Your instructions:
Please find the lines in the following records that hold "slot", and copy them.

Supplied records Block Start

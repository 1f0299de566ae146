//! Upstream status vocabulary normalization.

use panelbot_types::OrderStatus;

/// Map an upstream status string onto the canonical [`OrderStatus`].
///
/// Panels disagree on case and spelling ("canceled"/"cancelled"/"fail").
/// Unrecognized values pass through upper-cased as `Other` so downstream
/// logic degrades gracefully instead of failing on new vocabulary.
pub fn normalize_status(raw: &str) -> OrderStatus {
    let folded: String = raw
        .trim()
        .to_lowercase()
        .chars()
        .filter(|c| !c.is_whitespace() && *c != '_' && *c != '-')
        .collect();

    match folded.as_str() {
        "pending" | "queued" | "awaiting" => OrderStatus::Pending,
        "processing" => OrderStatus::Processing,
        "inprogress" | "active" | "running" => OrderStatus::InProgress,
        "partial" | "partiallycompleted" => OrderStatus::Partial,
        "completed" | "complete" | "done" | "success" => OrderStatus::Completed,
        "cancelled" | "canceled" | "cancel" | "fail" | "failed" | "error" => OrderStatus::Cancelled,
        "refunded" | "refund" => OrderStatus::Refunded,
        _ => OrderStatus::Other(raw.trim().to_uppercase()),
    }
}

#[cfg(test)]
mod tests {
    use super::*;

    #[test]
    fn cancel_synonyms_collapse() {
        assert_eq!(normalize_status("Cancelled"), OrderStatus::Cancelled);
        assert_eq!(normalize_status("canceled"), OrderStatus::Cancelled);
        assert_eq!(normalize_status("CANCEL"), OrderStatus::Cancelled);
        assert_eq!(normalize_status("fail"), OrderStatus::Cancelled);
        assert_eq!(normalize_status("Cancelled"), normalize_status("canceled"));
    }

    #[test]
    fn spacing_and_case_variants() {
        assert_eq!(normalize_status("In progress"), OrderStatus::InProgress);
        assert_eq!(normalize_status("in_progress"), OrderStatus::InProgress);
        assert_eq!(normalize_status("IN-PROGRESS"), OrderStatus::InProgress);
        assert_eq!(normalize_status("  Completed "), OrderStatus::Completed);
        assert_eq!(normalize_status("Partial"), OrderStatus::Partial);
        assert_eq!(normalize_status("REFUND"), OrderStatus::Refunded);
    }

    #[test]
    fn unknown_passes_through_uppercased() {
        assert_eq!(
            normalize_status("awaiting moderation"),
            OrderStatus::Other("AWAITING MODERATION".into())
        );
    }
}
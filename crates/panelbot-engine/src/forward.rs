//! Hand-off to a human operator.
//!
//! The operator channel itself (an internal chat, a ticket queue) lives
//! outside this workspace; the engine only needs this seam.

use async_trait::async_trait;
use thiserror::Error;

use panelbot_types::{CommandKind, Order};

#[derive(Debug, Error)]
pub enum ForwardError {
    #[error("no operator channel configured")]
    NotConfigured,

    #[error("operator channel failed: {0}")]
    Channel(String),
}

/// What the operator needs to act on a forwarded command.
#[derive(Debug, Clone)]
pub struct ForwardRequest {
    pub order_external_id: String,
    pub panel_id: String,
    pub kind: CommandKind,
    pub requested_by: String,
    /// Status and service context at the moment of forwarding.
    pub summary: String,
}

impl ForwardRequest {
    pub fn for_order(order: &Order, kind: CommandKind, requested_by: &str) -> Self {
        let service = order.service_name.as_deref().unwrap_or("unknown service");
        Self {
            order_external_id: order.external_id.clone(),
            panel_id: order.panel_id.clone(),
            kind,
            requested_by: requested_by.to_string(),
            summary: format!(
                "{} requested for order {} ({}, status {})",
                kind, order.external_id, service, order.status
            ),
        }
    }
}

/// Collaborator that delivers a command to a human operator.
#[async_trait]
pub trait OperatorForwarder: Send + Sync {
    async fn forward(&self, request: ForwardRequest) -> Result<(), ForwardError>;
}
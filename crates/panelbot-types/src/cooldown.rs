//! Expiring per-(order, command) locks that suppress repeat submissions.

use chrono::{DateTime, Duration, Utc};
use serde::{Deserialize, Serialize};

use crate::command::CommandKind;

/// An expiring lock created after a successful non-read command.
///
/// At most one active (non-expired) cooldown exists per (order, command)
/// pair; expiry is wall-clock based, with no renewal.
#[derive(Debug, Clone, Serialize, Deserialize)]
pub struct Cooldown {
    pub order_external_id: String,
    pub kind: CommandKind,
    pub expires_at: DateTime<Utc>,
}

impl Cooldown {
    /// Create a cooldown lasting `seconds` from now.
    pub fn for_seconds(
        order_external_id: impl Into<String>,
        kind: CommandKind,
        seconds: u64,
    ) -> Self {
        Self {
            order_external_id: order_external_id.into(),
            kind,
            expires_at: Utc::now() + Duration::seconds(seconds as i64),
        }
    }

    pub fn is_expired(&self, now: DateTime<Utc>) -> bool {
        now >= self.expires_at
    }

    /// Remaining time at `now`, or `None` if expired.
    pub fn remaining(&self, now: DateTime<Utc>) -> Option<Duration> {
        if self.is_expired(now) {
            None
        } else {
            Some(self.expires_at - now)
        }
    }
}

#[cfg(test)]
mod tests {
    use super::*;

    #[test]
    fn expiry_is_wall_clock() {
        let cd = Cooldown::for_seconds("12345", CommandKind::Refill, 300);
        let now = Utc::now();
        assert!(!cd.is_expired(now));
        let remaining = cd.remaining(now).unwrap();
        assert!(remaining.num_seconds() > 290 && remaining.num_seconds() <= 300);

        let later = now + Duration::seconds(301);
        assert!(cd.is_expired(later));
        assert!(cd.remaining(later).is_none());
    }
}
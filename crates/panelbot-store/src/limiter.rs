//! The rate-limiter capability.
//!
//! Abstracted as an injected capability so a multi-instance deployment can
//! swap in a shared external counter without touching the authorization
//! chain. The shipped implementation is an in-memory sliding window and is
//! explicitly not safe across multiple process instances.

use std::collections::HashMap;
use std::collections::VecDeque;
use std::sync::Mutex;
use std::time::{Duration, Instant};

/// Injected rate-limiting capability.
///
/// `try_acquire` consumes one slot for `key` if fewer than `limit` slots
/// were consumed within the trailing `window`; otherwise it returns the
/// time until the oldest slot expires.
pub trait RateLimiter: Send + Sync {
    fn try_acquire(&self, key: &str, limit: u32, window: Duration) -> Result<(), Duration>;
}

/// In-memory sliding-window limiter for a single process instance.
pub struct SlidingWindowLimiter {
    hits: Mutex<HashMap<String, VecDeque<Instant>>>,
}

impl SlidingWindowLimiter {
    pub fn new() -> Self {
        Self {
            hits: Mutex::new(HashMap::new()),
        }
    }
}

impl Default for SlidingWindowLimiter {
    fn default() -> Self {
        Self::new()
    }
}

impl RateLimiter for SlidingWindowLimiter {
    fn try_acquire(&self, key: &str, limit: u32, window: Duration) -> Result<(), Duration> {
        let now = Instant::now();
        let mut hits = self.hits.lock().expect("limiter lock poisoned");
        let entry = hits.entry(key.to_string()).or_default();

        // Drop hits that left the window.
        while let Some(front) = entry.front() {
            if now.duration_since(*front) >= window {
                entry.pop_front();
            } else {
                break;
            }
        }

        if entry.len() < limit as usize {
            entry.push_back(now);
            Ok(())
        } else {
            let oldest = *entry.front().expect("non-empty at limit");
            let retry_after = window.saturating_sub(now.duration_since(oldest));
            Err(retry_after.max(Duration::from_secs(1)))
        }
    }
}

#[cfg(test)]
mod tests {
    use super::*;

    #[test]
    fn allows_up_to_limit_within_window() {
        let limiter = SlidingWindowLimiter::new();
        let window = Duration::from_secs(60);
        for i in 0..5 {
            assert!(
                limiter.try_acquire("sender-1", 5, window).is_ok(),
                "hit {i} should be within the limit"
            );
        }
        let retry = limiter.try_acquire("sender-1", 5, window).unwrap_err();
        assert!(retry >= Duration::from_secs(1));
        assert!(retry <= window);
    }

    #[test]
    fn keys_are_independent() {
        let limiter = SlidingWindowLimiter::new();
        let window = Duration::from_secs(60);
        for _ in 0..3 {
            limiter.try_acquire("sender-a", 3, window).unwrap();
        }
        assert!(limiter.try_acquire("sender-a", 3, window).is_err());
        assert!(limiter.try_acquire("sender-b", 3, window).is_ok());
    }

    #[test]
    fn window_slides() {
        let limiter = SlidingWindowLimiter::new();
        let window = Duration::from_millis(50);
        limiter.try_acquire("k", 1, window).unwrap();
        assert!(limiter.try_acquire("k", 1, window).is_err());
        std::thread::sleep(Duration::from_millis(60));
        assert!(limiter.try_acquire("k", 1, window).is_ok());
    }
}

Supplied records Block End

Answer below:
/// `try_acquire` consumes one slot for `key` if fewer than `limit` slots
/// time until the oldest slot expires.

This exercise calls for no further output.